(Dataset excerpts)
++++

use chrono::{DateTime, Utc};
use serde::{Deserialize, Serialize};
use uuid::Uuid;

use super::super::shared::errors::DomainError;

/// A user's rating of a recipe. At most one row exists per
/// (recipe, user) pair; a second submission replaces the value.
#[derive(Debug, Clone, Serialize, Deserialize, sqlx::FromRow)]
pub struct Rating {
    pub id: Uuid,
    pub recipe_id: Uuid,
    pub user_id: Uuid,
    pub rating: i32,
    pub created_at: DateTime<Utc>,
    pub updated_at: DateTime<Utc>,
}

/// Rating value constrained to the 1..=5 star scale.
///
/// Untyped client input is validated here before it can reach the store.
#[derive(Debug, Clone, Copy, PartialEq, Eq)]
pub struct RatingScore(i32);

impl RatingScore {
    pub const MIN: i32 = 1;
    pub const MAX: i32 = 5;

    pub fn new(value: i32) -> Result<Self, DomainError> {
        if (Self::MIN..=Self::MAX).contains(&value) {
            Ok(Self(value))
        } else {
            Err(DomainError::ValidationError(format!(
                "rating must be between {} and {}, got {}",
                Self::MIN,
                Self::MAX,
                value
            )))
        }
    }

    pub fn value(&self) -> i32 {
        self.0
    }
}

++++

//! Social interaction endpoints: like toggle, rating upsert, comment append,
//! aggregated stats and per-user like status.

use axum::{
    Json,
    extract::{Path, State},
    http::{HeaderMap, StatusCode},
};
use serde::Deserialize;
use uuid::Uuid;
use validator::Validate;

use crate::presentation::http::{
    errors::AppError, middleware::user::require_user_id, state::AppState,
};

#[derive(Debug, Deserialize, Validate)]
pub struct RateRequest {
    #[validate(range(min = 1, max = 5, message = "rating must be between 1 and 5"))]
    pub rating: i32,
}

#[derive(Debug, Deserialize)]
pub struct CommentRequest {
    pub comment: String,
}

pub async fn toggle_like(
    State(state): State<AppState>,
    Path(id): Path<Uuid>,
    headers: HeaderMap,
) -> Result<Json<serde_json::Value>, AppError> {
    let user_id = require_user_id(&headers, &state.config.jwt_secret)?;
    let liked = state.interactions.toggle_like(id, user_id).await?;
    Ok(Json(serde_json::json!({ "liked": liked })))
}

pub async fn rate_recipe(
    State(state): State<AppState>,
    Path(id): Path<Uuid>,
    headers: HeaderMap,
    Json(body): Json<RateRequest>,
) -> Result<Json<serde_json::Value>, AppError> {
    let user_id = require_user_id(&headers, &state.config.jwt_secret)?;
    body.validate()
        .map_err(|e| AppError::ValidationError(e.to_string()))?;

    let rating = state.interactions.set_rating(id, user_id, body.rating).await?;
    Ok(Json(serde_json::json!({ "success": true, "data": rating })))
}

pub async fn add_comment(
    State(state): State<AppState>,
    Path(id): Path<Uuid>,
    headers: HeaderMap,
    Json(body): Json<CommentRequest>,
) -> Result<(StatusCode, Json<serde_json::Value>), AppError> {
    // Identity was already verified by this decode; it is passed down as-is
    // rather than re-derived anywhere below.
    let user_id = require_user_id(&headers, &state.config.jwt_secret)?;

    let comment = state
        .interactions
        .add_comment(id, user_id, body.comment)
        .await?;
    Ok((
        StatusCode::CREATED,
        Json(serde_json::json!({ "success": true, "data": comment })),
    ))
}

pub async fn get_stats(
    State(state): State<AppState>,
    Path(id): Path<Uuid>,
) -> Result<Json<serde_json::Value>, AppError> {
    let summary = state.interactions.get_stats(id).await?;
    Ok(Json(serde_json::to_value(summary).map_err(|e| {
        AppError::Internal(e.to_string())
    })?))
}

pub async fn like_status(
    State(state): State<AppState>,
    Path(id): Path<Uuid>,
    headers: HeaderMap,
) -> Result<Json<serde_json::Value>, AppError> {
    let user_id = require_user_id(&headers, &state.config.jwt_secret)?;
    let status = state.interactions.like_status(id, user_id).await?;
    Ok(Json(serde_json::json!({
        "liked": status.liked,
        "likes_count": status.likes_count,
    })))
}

++++

▸ **What is needed**
Which lines above contain the word "Deserialize"? Show each of them.

▸ **Expected answer**
use serde::{Deserialize, Serialize};
#[derive(Debug, Clone, Serialize, Deserialize, sqlx::FromRow)]
use serde::Deserialize;
#[derive(Debug, Deserialize, Validate)]
#[derive(Debug, Deserialize)]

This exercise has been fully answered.